JW:  Mike Hayden had not succeeded in making the people across this state appreciate what he had done, and it wasn’t until he left office that I truly began to appreciate what he did as governor. But that gravelly voice, the controversy that was going on, and Joan Finney being somebody, you know, just like your old aunt that you knew that showed up everywhere and was nice. People would stop me and ask, “Do you think she’d be okay?” Because I could tell they were looking for some kind of reason to vote for her. I knocked on every door. I didn’t pay any attention to who was a D or an R. I just knocked on every door and got acquainted with the people that lived in my district. And after so many times of being on their doorstep, they kind of knew who I was. And so, they’d want to talk about, you know, “Who do you know?” and “Who is this?” But they really had questions about her, because she was talking about sales tax exemptions. She was just blasting Hayden everywhere she went. And the people hadn’t warmed to him, and I—I felt that election turn in the last ten days on the doorstep. You could just feel it when you go from house to house and you think, “These are—these are not the people that would normally vote for her.”

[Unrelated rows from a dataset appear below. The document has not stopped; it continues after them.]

// SPDX-FileCopyrightText: 2026 Morpho Contributors
// SPDX-License-Identifier: MIT OR Apache-2.0

//! Account semantics for the Morpho face-swap bot.
//!
//! Sits between the orchestrator and the durable accounts adapter:
//! idempotent account creation, the atomic reserve/commit protocol that
//! makes quota charging linearizable per user, entitlement gates, and the
//! watchdog that reaps abandoned reservations.

pub mod reservation;
pub mod store;
pub mod watchdog;

pub use reservation::ReservationToken;
pub use store::{AccountError, AccountStore, QuotaPolicy};
pub use watchdog::spawn_watchdog;
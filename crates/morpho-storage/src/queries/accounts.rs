// SPDX-FileCopyrightText: 2026 Morpho Contributors
// SPDX-License-Identifier: MIT OR Apache-2.0

//! Account row operations.
//!
//! Every mutation stamps `updated_at`. The quota decrement is guarded in
//! SQL (`quota_remaining > 0`) so the counter can never go negative even
//! under caller bugs; the schema CHECK constraint backs this up.

use std::str::FromStr;

use morpho_core::{MorphoError, Tier, UserAccount};
use rusqlite::params;

use crate::database::{Database, map_tr_err};

fn row_to_account(row: &rusqlite::Row<'_>) -> Result<UserAccount, rusqlite::Error> {
    let tier_str: String = row.get(2)?;
    let tier = Tier::from_str(&tier_str).map_err(|e| {
        rusqlite::Error::FromSqlConversionFailure(2, rusqlite::types::Type::Text, Box::new(e))
    })?;
    Ok(UserAccount {
        user_id: row.get(0)?,
        quota_remaining: row.get(1)?,
        tier,
        selected_category: row.get(3)?,
        selected_mode: row.get(4)?,
        custom_target_path: row.get(5)?,
        awaiting_target: row.get::<_, i64>(6)? != 0,
        created_at: row.get(7)?,
        updated_at: row.get(8)?,
    })
}

const ACCOUNT_COLUMNS: &str = "user_id, quota_remaining, tier, selected_category, \
     selected_mode, custom_target_path, awaiting_target, created_at, updated_at";

/// Fetch an account by user id.
pub async fn get_account(db: &Database, user_id: &str) -> Result<Option<UserAccount>, MorphoError> {
    let user_id = user_id.to_string();
    db.connection()
        .call(move |conn| -> Result<Option<UserAccount>, rusqlite::Error> {
            let mut stmt = conn.prepare(&format!(
                "SELECT {ACCOUNT_COLUMNS} FROM accounts WHERE user_id = ?1"
            ))?;
            let result = stmt.query_row(params![user_id], row_to_account);
            match result {
                Ok(account) => Ok(Some(account)),
                Err(rusqlite::Error::QueryReturnedNoRows) => Ok(None),
                Err(e) => Err(e),
            }
        })
        .await
        .map_err(map_tr_err)
}

/// Insert an account if absent. Existing rows are left untouched, which
/// makes `get_or_create` idempotent under concurrent first contact.
pub async fn insert_account(db: &Database, account: &UserAccount) -> Result<(), MorphoError> {
    let account = account.clone();
    db.connection()
        .call(move |conn| -> Result<(), rusqlite::Error> {
            conn.execute(
                "INSERT OR IGNORE INTO accounts (user_id, quota_remaining, tier, \
                 selected_category, selected_mode, custom_target_path, awaiting_target, \
                 created_at, updated_at) VALUES (?1, ?2, ?3, ?4, ?5, ?6, ?7, ?8, ?9)",
                params![
                    account.user_id,
                    account.quota_remaining,
                    account.tier.to_string(),
                    account.selected_category,
                    account.selected_mode,
                    account.custom_target_path,
                    account.awaiting_target as i64,
                    account.created_at,
                    account.updated_at,
                ],
            )?;
            Ok(())
        })
        .await
        .map_err(map_tr_err)
}

/// Durably decrement the quota by one. Returns `false` if the quota was
/// already zero (no mutation happened).
pub async fn decrement_quota(db: &Database, user_id: &str) -> Result<bool, MorphoError> {
    let user_id = user_id.to_string();
    db.connection()
        .call(move |conn| -> Result<bool, rusqlite::Error> {
            let changed = conn.execute(
                "UPDATE accounts SET quota_remaining = quota_remaining - 1, \
                 updated_at = strftime('%Y-%m-%dT%H:%M:%fZ', 'now') \
                 WHERE user_id = ?1 AND quota_remaining > 0",
                params![user_id],
            )?;
            Ok(changed > 0)
        })
        .await
        .map_err(map_tr_err)
}

/// Set the tier to premium and add the bonus quota in one write.
pub async fn upgrade_to_premium(
    db: &Database,
    user_id: &str,
    bonus_quota: i64,
) -> Result<(), MorphoError> {
    let user_id = user_id.to_string();
    db.connection()
        .call(move |conn| -> Result<(), rusqlite::Error> {
            conn.execute(
                "UPDATE accounts SET tier = 'premium', \
                 quota_remaining = quota_remaining + ?1, \
                 updated_at = strftime('%Y-%m-%dT%H:%M:%fZ', 'now') \
                 WHERE user_id = ?2",
                params![bonus_quota, user_id],
            )?;
            Ok(())
        })
        .await
        .map_err(map_tr_err)
}

/// Set the selected category, clearing the selected mode.
pub async fn set_category(db: &Database, user_id: &str, category: &str) -> Result<(), MorphoError> {
    let user_id = user_id.to_string();
    let category = category.to_string();
    db.connection()
        .call(move |conn| -> Result<(), rusqlite::Error> {
            conn.execute(
                "UPDATE accounts SET selected_category = ?1, selected_mode = NULL, \
                 updated_at = strftime('%Y-%m-%dT%H:%M:%fZ', 'now') \
                 WHERE user_id = ?2",
                params![category, user_id],
            )?;
            Ok(())
        })
        .await
        .map_err(map_tr_err)
}

/// Set the selected target mode.
pub async fn set_mode(db: &Database, user_id: &str, mode: &str) -> Result<(), MorphoError> {
    let user_id = user_id.to_string();
    let mode = mode.to_string();
    db.connection()
        .call(move |conn| -> Result<(), rusqlite::Error> {
            conn.execute(
                "UPDATE accounts SET selected_mode = ?1, \
                 updated_at = strftime('%Y-%m-%dT%H:%M:%fZ', 'now') \
                 WHERE user_id = ?2",
                params![mode, user_id],
            )?;
            Ok(())
        })
        .await
        .map_err(map_tr_err)
}

/// Store the path of an uploaded custom target image.
pub async fn set_custom_target(db: &Database, user_id: &str, path: &str) -> Result<(), MorphoError> {
    let user_id = user_id.to_string();
    let path = path.to_string();
    db.connection()
        .call(move |conn| -> Result<(), rusqlite::Error> {
            conn.execute(
                "UPDATE accounts SET custom_target_path = ?1, \
                 updated_at = strftime('%Y-%m-%dT%H:%M:%fZ', 'now') \
                 WHERE user_id = ?2",
                params![path, user_id],
            )?;
            Ok(())
        })
        .await
        .map_err(map_tr_err)
}

/// Arm or disarm the "next photo is a custom target" flag.
pub async fn set_awaiting_target(
    db: &Database,
    user_id: &str,
    awaiting: bool,
) -> Result<(), MorphoError> {
    let user_id = user_id.to_string();
    db.connection()
        .call(move |conn| -> Result<(), rusqlite::Error> {
            conn.execute(
                "UPDATE accounts SET awaiting_target = ?1, \
                 updated_at = strftime('%Y-%m-%dT%H:%M:%fZ', 'now') \
                 WHERE user_id = ?2",
                params![awaiting as i64, user_id],
            )?;
            Ok(())
        })
        .await
        .map_err(map_tr_err)
}

/// Overwrite the remaining quota (administrative reset).
pub async fn set_quota(db: &Database, user_id: &str, quota: i64) -> Result<(), MorphoError> {
    let user_id = user_id.to_string();
    db.connection()
        .call(move |conn| -> Result<(), rusqlite::Error> {
            conn.execute(
                "UPDATE accounts SET quota_remaining = ?1, \
                 updated_at = strftime('%Y-%m-%dT%H:%M:%fZ', 'now') \
                 WHERE user_id = ?2",
                params![quota, user_id],
            )?;
            Ok(())
        })
        .await
        .map_err(map_tr_err)
}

EF:  But you are elected.  You’re in office. You’re taking your seat, and it’s chaos.

JW:  Oh, yeah.

EF:  Someone described it to me as an Alice in Wonderland quality, with the Red Queen exclaiming, “Off with their heads.”

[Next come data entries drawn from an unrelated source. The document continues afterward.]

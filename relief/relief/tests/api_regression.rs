//! API regression tests for the relief crates.
//!
//! Organized in tiers that follow the pipeline:
//!
//! - Tier 1: Foundation (colors, layer stacks, pixel buffers)
//! - Tier 2: Palette extraction
//! - Tier 3: Height mapping and solids
//! - Tier 4: Layer changes and export
//! - Tier 5: The end-to-end pipeline
//!
//! A failure here after an API change is a breaking change that needs a
//! version bump.

#![allow(clippy::unwrap_used)]
#![allow(clippy::expect_used)]
#![allow(clippy::float_cmp)]
#![allow(clippy::uninlined_format_args)]

use relief::prelude::*;
use relief::{export, height, palette, solid, types};

fn portrait() -> PixelBuffer {
    PixelBuffer::from_fn(96, 64, |x, y| {
        if y < 16 {
            [20, 20, 24, 255]
        } else if x < 48 {
            [200, 40, 40, 255]
        } else {
            let v = u8::try_from(120 + x).unwrap();
            [v, v, 250, 255]
        }
    })
}

// =============================================================================
// TIER 1: Foundation
// =============================================================================

mod tier1_foundation {
    use super::*;

    #[test]
    fn rgb_hex_round_trip() {
        let c = Rgb::from_hex("#C81E1E").unwrap();
        assert_eq!(c, Rgb::new(200, 30, 30));
        assert_eq!(c.to_hex(), "#c81e1e");
        assert!(Rgb::from_hex("c81e").is_err());
    }

    #[test]
    fn default_stack_is_valid() {
        let stack = LayerStack::default();
        assert_eq!(stack.len(), 5);
        assert_eq!(stack.layers().last().unwrap().height_fraction(), 1.0);
    }

    #[test]
    fn stack_edits_keep_the_original() {
        let stack = LayerStack::default();
        let added = stack
            .apply(LayerEdit::AddLayer {
                color: Rgb::new(255, 0, 0),
                transmission_distance: 1.2,
            })
            .unwrap();
        assert_eq!(stack.len(), 5);
        assert_eq!(added.len(), 6);
        assert_eq!(added.layers().last().unwrap().color(), Rgb::new(255, 0, 0));

        let moved = stack
            .apply(LayerEdit::MoveDivider {
                index: 1,
                fraction: 0.45,
            })
            .unwrap();
        assert!((moved.layers()[1].height_fraction() - 0.45).abs() < 1e-9);

        assert!(stack.apply(LayerEdit::RemoveLayer { index: 5 }).is_err());
    }

    #[test]
    fn pixel_buffer_rejects_short_data() {
        assert!(types::PixelBuffer::new(2, 2, vec![0; 15]).is_err());
        assert!(types::PixelBuffer::new(2, 2, vec![0; 16]).is_ok());
    }
}

// =============================================================================
// TIER 2: Palette
// =============================================================================

mod tier2_palette {
    use super::*;

    #[test]
    fn extracted_fractions_increase_to_one() {
        for count in 2..=8 {
            let stack = palette::extract_palette(&portrait(), &PaletteParams::with_color_count(count));
            let fractions: Vec<f64> = stack.iter().map(LayerSpec::height_fraction).collect();
            assert!(fractions.windows(2).all(|w| w[0] < w[1]), "{count}: {fractions:?}");
            assert_eq!(*fractions.last().unwrap(), 1.0);
        }
    }

    #[test]
    fn single_color_keeps_its_color_at_both_ends() {
        let image = PixelBuffer::filled(12, 12, [41, 163, 90, 255]);
        let stack = palette::extract_palette(&image, &PaletteParams::with_color_count(2));
        let colors = stack.colors();
        assert_eq!(colors.first(), Some(&Rgb::new(41, 163, 90)));
        assert_eq!(colors.last(), Some(&Rgb::new(41, 163, 90)));
    }

    #[test]
    fn patterns_have_names_and_stacks() {
        let image = portrait();
        for pattern in [
            PalettePattern::default(),
            PalettePattern::GrayscaleFixed,
            PalettePattern::GrayscaleDistributed,
            PalettePattern::Posterized,
        ] {
            assert!(!pattern.name().is_empty());
            assert!(pattern.generate(&image).len() >= 2, "{}", pattern.name());
        }
    }
}

// =============================================================================
// TIER 3: Heights and solids
// =============================================================================

mod tier3_geometry {
    use super::*;

    #[test]
    fn square_surface_has_r_squared_vertices() {
        let field = |_: f64, _: f64| 1.0;
        let surface = SolidBuilder::new(&field, 64, 64)
            .resolution(20)
            .build_surface()
            .unwrap();
        assert_eq!(surface.vertex_count(), 400);
        assert_eq!(surface.face_count(), 2 * 19 * 19);
    }

    #[test]
    fn flat_slab_is_a_closed_box() {
        let (h, t) = (1.5, 0.4);
        let field = move |_: f64, _: f64| h;
        let result = SolidBuilder::new(&field, 80, 40)
            .resolution(30)
            .max_dimension(60.0)
            .base_thickness(t)
            .build()
            .unwrap();

        let stats = result.stats;
        assert_eq!(
            result.mesh.face_count(),
            stats.surface_faces + stats.wall_faces + stats.cap_faces
        );

        let report = validate_solid(&result.mesh);
        assert!(report.is_watertight(), "{report}");
        assert!(report.is_manifold(), "{report}");

        let size = result.mesh.bounds().size();
        assert!((size.x - 60.0).abs() < 1e-9);
        assert!((size.y - 30.0).abs() < 1e-9);
        assert!((size.z - (h + t)).abs() < 1e-9);
    }

    #[test]
    fn mapper_heights_stay_in_range() {
        let image = portrait();
        let stack = PalettePattern::default().generate(&image);
        let mapper = height::HeightMapper::new(&image, &stack, HeightParams::default());
        for color in stack.colors() {
            let h = mapper.height_for_color(color);
            assert!((0.0..=2.0).contains(&h), "{color}: {h}");
        }
    }

    #[test]
    fn empty_image_is_rejected() {
        let field = |_: f64, _: f64| 0.0;
        let err = SolidBuilder::new(&field, 0, 10).build().unwrap_err();
        assert!(matches!(err, solid::SolidError::EmptyImage { .. }));
    }
}

// =============================================================================
// TIER 4: Layer changes and export
// =============================================================================

mod tier4_export {
    use super::*;

    #[test]
    fn half_height_changes_at_layer_13() {
        let calc = export::LayerChangeCalculator::with_layer_count(0.08, 0.16, 25);
        assert_eq!(calc.layer_index(0.5), 13);
        assert!((calc.z_for_layer(13) - 1.12).abs() < 1e-9);
    }

    #[test]
    fn targets_parse_and_name_files() {
        for target in ExportTarget::ALL {
            assert_eq!(target.name().parse::<ExportTarget>().unwrap(), target);
            assert!(target.file_suffix().starts_with('.'));
        }
        assert!("obj".parse::<ExportTarget>().is_err());
    }

    #[test]
    fn invalid_settings_are_rejected() {
        let mesh = IndexedMesh::new();
        let stack = LayerStack::default();
        let request = export::ExportRequest::new(&mesh, &stack);
        let err = export::export_bytes(ExportTarget::Stl, &request).unwrap_err();
        assert!(matches!(err, export::ExportError::InvalidMesh { .. }));

        let request = request.settings(PrintSettings::with_layer_height(0.0));
        assert!(export::export_bytes(ExportTarget::Stl, &request).is_err());
    }
}

// =============================================================================
// TIER 5: Pipeline
// =============================================================================

mod tier5_pipeline {
    use super::*;

    fn params() -> ReliefParams {
        let mut params = ReliefParams::preview();
        params.export = ExportOptions::reproducible("2024-03-01");
        params
    }

    #[test]
    fn every_target_exports() {
        let image = portrait();
        let relief = Relief::new(&image, params());
        for (target, bytes) in relief.export_all(&ExportTarget::ALL) {
            let bytes = bytes.unwrap();
            match target {
                ExportTarget::Stl => assert_eq!(bytes.len() % 50, 34),
                _ => assert_eq!(&bytes[..2], b"PK"),
            }
        }
    }

    #[test]
    fn repeated_exports_are_identical() {
        let image = portrait();
        let relief = Relief::new(&image, params());
        for target in ExportTarget::ALL {
            assert_eq!(relief.export(target).unwrap(), relief.export(target).unwrap(), "{target}");
        }
    }

    #[test]
    fn resolution_does_not_change_the_footprint() {
        let image = portrait();
        let coarse = Relief::new(&image, params().with_resolution(60));
        let fine = Relief::new(&image, params().with_resolution(120));

        let a = coarse.build_solid().unwrap();
        let b = fine.build_solid().unwrap();
        let (sa, sb) = (a.mesh.bounds().size(), b.mesh.bounds().size());
        assert!((sa.x - sb.x).abs() < 1e-9);
        assert!((sa.y - sb.y).abs() < 1e-9);
        assert!(b.mesh.face_count() > a.mesh.face_count());
    }

    #[test]
    fn base_thickness_reaches_the_solid() {
        let image = portrait();
        let thick = params().with_print(PrintSettings::default().base_thickness(1.0));
        let solid = Relief::new(&image, thick).build_solid().unwrap();
        assert!((solid.mesh.bounds().min.z + 1.0).abs() < 1e-9);
    }

    #[test]
    fn files_land_on_disk() {
        let dir = tempfile::tempdir().unwrap();
        let image = portrait();
        let relief = Relief::new(&image, params());
        let path = dir.path().join("relief.prusa.3mf");
        relief.export_to_path(ExportTarget::Prusa3mf, &path).unwrap();
        assert_eq!(ExportTarget::from_path(&path), Some(ExportTarget::Prusa3mf));
        assert!(std::fs::metadata(&path).unwrap().len() > 0);
    }
}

JW:  That’s exactly how it felt.

EF:  Is that fair?

JW:  Yes! Yes! She was all over the place. We—we as Democrats and as the majority party thought, “Okay, we may not have thought she was gonna get elected. We’re kinda surprised we’re all here. But we’re gonna do everything we can to make her look good and to carry out her policies.” But she didn’t work with us. She had no structures in her office, in the governor’s office, that moved things through. She appointed strange people to—you’re laughing, but—

EF: laughing. I’m sorry.

JW:  Well, she called my husband and said, “You know, I took a class from you. Do you know anything about government? Come work for me.” And he took a sabbatical and worked for her that first year. Yeah! And we were in an interesting place because he was trying very hard to be loyal to her, and I kind of lost—lost this feeling that just because we’re Democrats I have to support anything she does.  Even if it’s screwy.  So, it wasn’t until we got really towards the end of the session, where she was spending a lot of time with people like Kerry Patrick and the “Rebels,” and she was vetoing — Kerr was just floored, and so was I, that she vetoed that tax bill that we had moved heaven and earth to get it passed. And she just—she was mercurial. She was—it—you just never knew what was coming.

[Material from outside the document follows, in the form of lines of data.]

//! Axis-aligned bounding box.

use nalgebra::{Point3, Vector3};

#[cfg(feature = "serde")]
use serde::{Deserialize, Serialize};

/// An axis-aligned bounding box.
///
/// # Example
///
/// ```
/// use relief_types::{Aabb, Point3};
///
/// let points = [Point3::new(-50.0, -25.0, -2.0), Point3::new(50.0, 25.0, 3.0)];
/// let aabb = Aabb::from_points(points.iter());
/// assert_eq!(aabb.size().x, 100.0);
/// assert_eq!(aabb.center(), Point3::new(0.0, 0.0, 0.5));
/// ```
#[derive(Debug, Clone, Copy, PartialEq)]
#[cfg_attr(feature = "serde", derive(Serialize, Deserialize))]
pub struct Aabb {
    /// Minimum corner.
    pub min: Point3<f64>,
    /// Maximum corner.
    pub max: Point3<f64>,
}

impl Aabb {
    /// An empty box (min > max) that any point expands.
    #[must_use]
    #[allow(clippy::missing_const_for_fn)] // Point3::new is not const in nalgebra
    pub fn empty() -> Self {
        Self {
            min: Point3::new(f64::INFINITY, f64::INFINITY, f64::INFINITY),
            max: Point3::new(f64::NEG_INFINITY, f64::NEG_INFINITY, f64::NEG_INFINITY),
        }
    }

    /// Smallest box enclosing all `points`. Empty if there are none.
    #[must_use]
    pub fn from_points<'a>(points: impl Iterator<Item = &'a Point3<f64>>) -> Self {
        let mut aabb = Self::empty();
        for point in points {
            aabb.expand_to_include(point);
        }
        aabb
    }

    /// Whether the box encloses nothing.
    #[inline]
    #[must_use]
    pub fn is_empty(&self) -> bool {
        self.min.x > self.max.x || self.min.y > self.max.y || self.min.z > self.max.z
    }

    /// Width, depth and height.
    #[inline]
    #[must_use]
    pub fn size(&self) -> Vector3<f64> {
        self.max - self.min
    }

    /// Center point.
    #[inline]
    #[must_use]
    pub fn center(&self) -> Point3<f64> {
        nalgebra::center(&self.min, &self.max)
    }

    /// Grow the box to include `point`.
    pub fn expand_to_include(&mut self, point: &Point3<f64>) {
        self.min = self.min.inf(point);
        self.max = self.max.sup(point);
    }
}
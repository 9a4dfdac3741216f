//! Quantized color histogram of the opaque pixels of an image.

use hashbrown::HashMap;
use rayon::prelude::*;
use relief_types::{OPAQUE_ALPHA_THRESHOLD, PixelBuffer};
use tracing::debug;

use crate::sample::ColorSample;

/// Pixels per work item when accumulating in parallel.
const CHUNK_PIXELS: usize = 16 * 1024;

/// Pixels that share a quantized color, with the sum of their real colors.
#[derive(Debug, Clone, Copy, Default, PartialEq, Eq)]
struct Bucket {
    count: u64,
    sum: [u64; 3],
}

impl Bucket {
    fn add(&mut self, other: Self) {
        self.count += other.count;
        for (acc, s) in self.sum.iter_mut().zip(other.sum) {
            *acc += s;
        }
    }

    #[allow(clippy::cast_precision_loss)]
    // Channel sums stay far below 2^53 for any image that fits in memory
    fn mean(&self) -> [f64; 3] {
        let n = self.count.max(1) as f64;
        self.sum.map(|s| s as f64 / n)
    }
}

/// A histogram keyed by quantized RGB.
///
/// Quantization only groups pixels; each bucket keeps the mean of the colors
/// that fell into it.
#[derive(Debug, Clone, Default)]
pub struct ColorHistogram {
    buckets: HashMap<[u8; 3], Bucket>,
    opaque_pixels: u64,
}

impl ColorHistogram {
    /// Count the opaque pixels of `image`, snapping each channel to one of
    /// `levels` evenly spaced values.
    ///
    /// The result is the same whether `parallel` is set or not.
    #[must_use]
    pub fn build(image: &PixelBuffer, levels: u32, parallel: bool) -> Self {
        let step = 256.0 / f64::from(levels.clamp(2, 256));
        let raw = image.as_raw();

        let histogram = if parallel {
            raw.par_chunks(CHUNK_PIXELS * 4)
                .fold(Self::default, |mut acc, chunk| {
                    acc.accumulate(chunk, step);
                    acc
                })
                .reduce(Self::default, Self::merge)
        } else {
            let mut acc = Self::default();
            acc.accumulate(raw, step);
            acc
        };

        debug!(
            opaque = histogram.opaque_pixels,
            buckets = histogram.buckets.len(),
            "Built color histogram"
        );
        histogram
    }

    fn accumulate(&mut self, bytes: &[u8], step: f64) {
        for px in bytes.chunks_exact(4) {
            if px[3] < OPAQUE_ALPHA_THRESHOLD {
                continue;
            }
            let key = [
                quantize(px[0], step),
                quantize(px[1], step),
                quantize(px[2], step),
            ];
            self.buckets.entry(key).or_default().add(Bucket {
                count: 1,
                sum: [u64::from(px[0]), u64::from(px[1]), u64::from(px[2])],
            });
            self.opaque_pixels += 1;
        }
    }

    fn merge(mut self, other: Self) -> Self {
        for (key, bucket) in other.buckets {
            self.buckets.entry(key).or_default().add(bucket);
        }
        self.opaque_pixels += other.opaque_pixels;
        self
    }

    /// Number of opaque pixels counted.
    #[must_use]
    pub const fn opaque_pixels(&self) -> u64 {
        self.opaque_pixels
    }

    /// Number of distinct buckets.
    #[must_use]
    pub fn bucket_count(&self) -> usize {
        self.buckets.len()
    }

    /// Buckets as samples at their mean color, sorted by quantized color so
    /// that downstream processing never depends on hash order.
    #[must_use]
    pub fn samples(&self) -> Vec<ColorSample> {
        let mut entries: Vec<_> = self.buckets.iter().map(|(k, b)| (*k, *b)).collect();
        entries.sort_unstable_by_key(|(k, _)| *k);
        entries
            .into_iter()
            .map(|(_, bucket)| ColorSample::new(bucket.mean(), bucket.count))
            .collect()
    }
}

/// Snap a channel to the nearest multiple of `step`, capped at 255.
#[allow(clippy::cast_possible_truncation, clippy::cast_sign_loss)]
// Result is clamped to [0, 255] before the cast
fn quantize(value: u8, step: f64) -> u8 {
    ((f64::from(value) / step).round() * step).min(255.0) as u8
}

#[cfg(test)]
#[allow(clippy::unwrap_used, clippy::expect_used, clippy::float_cmp)]
mod tests {
    use super::*;

    #[test]
    fn quantize_snaps_to_grid() {
        let step = 256.0 / 64.0;
        assert_eq!(quantize(0, step), 0);
        assert_eq!(quantize(1, step), 0);
        assert_eq!(quantize(2, step), 4);
        assert_eq!(quantize(130, step), 132);
        assert_eq!(quantize(255, step), 255);
    }

    #[test]
    fn skips_transparent_pixels() {
        let img = PixelBuffer::from_fn(4, 4, |x, _| {
            if x < 2 {
                [10, 20, 30, 255]
            } else {
                [200, 200, 200, 100]
            }
        });
        let h = ColorHistogram::build(&img, 64, false);
        assert_eq!(h.opaque_pixels(), 8);
        assert_eq!(h.bucket_count(), 1);
    }

    #[test]
    fn samples_keep_the_mean_color() {
        let img = PixelBuffer::from_fn(4, 1, |x, _| {
            if x % 2 == 0 {
                [201, 99, 37, 255]
            } else {
                [199, 99, 37, 255]
            }
        });
        let h = ColorHistogram::build(&img, 64, false);
        let samples = h.samples();
        assert_eq!(samples.len(), 1);
        assert_eq!(samples[0].count, 4);
        assert_eq!(samples[0].rgb, [200.0, 99.0, 37.0]);
    }

    #[test]
    fn parallel_matches_sequential() {
        let img = PixelBuffer::from_fn(300, 200, |x, y| {
            [(x % 256) as u8, (y % 256) as u8, ((x * y) % 256) as u8, 255]
        });
        let seq = ColorHistogram::build(&img, 32, false);
        let par = ColorHistogram::build(&img, 32, true);
        assert_eq!(seq.opaque_pixels(), par.opaque_pixels());
        assert_eq!(seq.samples(), par.samples());
    }
}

EF:  Sort of like [President Donald J.] Trump, —

EF:  Now, —

JW:  —with a higher moral code.

EF:  —I believe Marvin said that “we sent Sebelius and Wagnon up to talk to her.”

JW:  Oh, she did. He did. He did.

JW:  He would send me down to the second floor to go try to talk sense into her, and she didn’t li- —

EF:  How did those conversations go?

JW: “Governor, this is what we think.” “Well, I don’t like that.” “Well, Governor, if you do that, this is what will happen.” “I’m not gonna do that.” Just—it was—it was irrational. It was irrational. And we got towards the end, that we were, as a caucus, unabashed about overriding vetoes —you never knew where she was, and we thought, “We are the elected people, and we must make this work”. So, we formed coalitions with Republicans. And there are plenty of good Republicans that believe in good public policy. And we paid no attention to her, because we had to move ahead. And I think you saw more coming out of—more legislation coming out of the legislature than you normally do, where we were really driving policy, where policy—if I read your—your next-to-last book correctly, policy comes out of the governor’s office. Well, there wasn’t any coming out of the governor’s office, so we were making it. And it was an interesting time.

EF:  And I did some looking at the vetoes. I mean, she was overridden more frequently in her time period than—

JW:  You’d hear people on the floor whooping when they did it. “Ooh!”

EF:  Well, —and the Democrats have a majority.

JW:  I know. I know. It was—it was surreal. You had fallen down the rabbit hole.

EF:  I may have gotten that Alice in Wonderland from you.

JW:  You may have.

EF:  Well, I have to ask. One Wagnon is chair of the Tax Committee. The other Wagnon is in the governor’s office. What kind of dinner table talk?

JW:  We talked politics, which is fine. We love it anyway.

EF:  What did you—what was that like?

JW:  He could let his hair down and tell me what he was feeling and thinking, and so could I, and he could tell me, “You’re being really foolish. Don’t say that out loud.” Because I have a tendency to be rather frank. Yeah, it was helpful. It was—it was a fun time.

EF:  The ’91 session?

JW:  Yeah.

EF:  Are you talking about personally?

JW:  Yeah, personally, personally, for the two of us to be involved. Bill has always been the person in our family that has cared the most about politics. I mean, I still defer so he can read the newspaper first. But it works, right?

EF:  I’ll try that at home.

Did the chaos of that session finally sink with Finney, you think?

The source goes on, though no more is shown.